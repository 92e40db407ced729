//! Request handling subsystem.
//!
//! # Data Flow
//! ```text
//! handler (http)
//!     → context.rs (correlation ID, required headers)
//!     → pipeline.rs (breaker-guarded backend call, translation)
//!     → operations.rs (procedure name + argument binding per operation)
//! ```

pub mod context;
pub mod operations;
pub mod pipeline;

pub use context::{
    CorrelationIdGenerator, RequestContext, RequestError, CLIENT_ID_HEADER, CORRELATION_ID_HEADER,
    SESSION_ID_HEADER, TRANSACTION_ID_HEADER,
};
pub use operations::{DivisionQuery, HistoryQuery, Operation, OperationRequest};
pub use pipeline::{HandledRequest, RequestHandler};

> **Exercise**
Output exactly the line containing "Request handling subsystem." together with every line after it, ending at the final line of the entries.

> **Answer**
//! Request handling subsystem.
//!
//! # Data Flow
//! ```text
//! handler (http)
//!     → context.rs (correlation ID, required headers)
//!     → pipeline.rs (breaker-guarded backend call, translation)
//!     → operations.rs (procedure name + argument binding per operation)
//! ```

pub mod context;
pub mod operations;
pub mod pipeline;

pub use context::{
    CorrelationIdGenerator, RequestContext, RequestError, CLIENT_ID_HEADER, CORRELATION_ID_HEADER,
    SESSION_ID_HEADER, TRANSACTION_ID_HEADER,
};
pub use operations::{DivisionQuery, HistoryQuery, Operation, OperationRequest};
pub use pipeline::{HandledRequest, RequestHandler};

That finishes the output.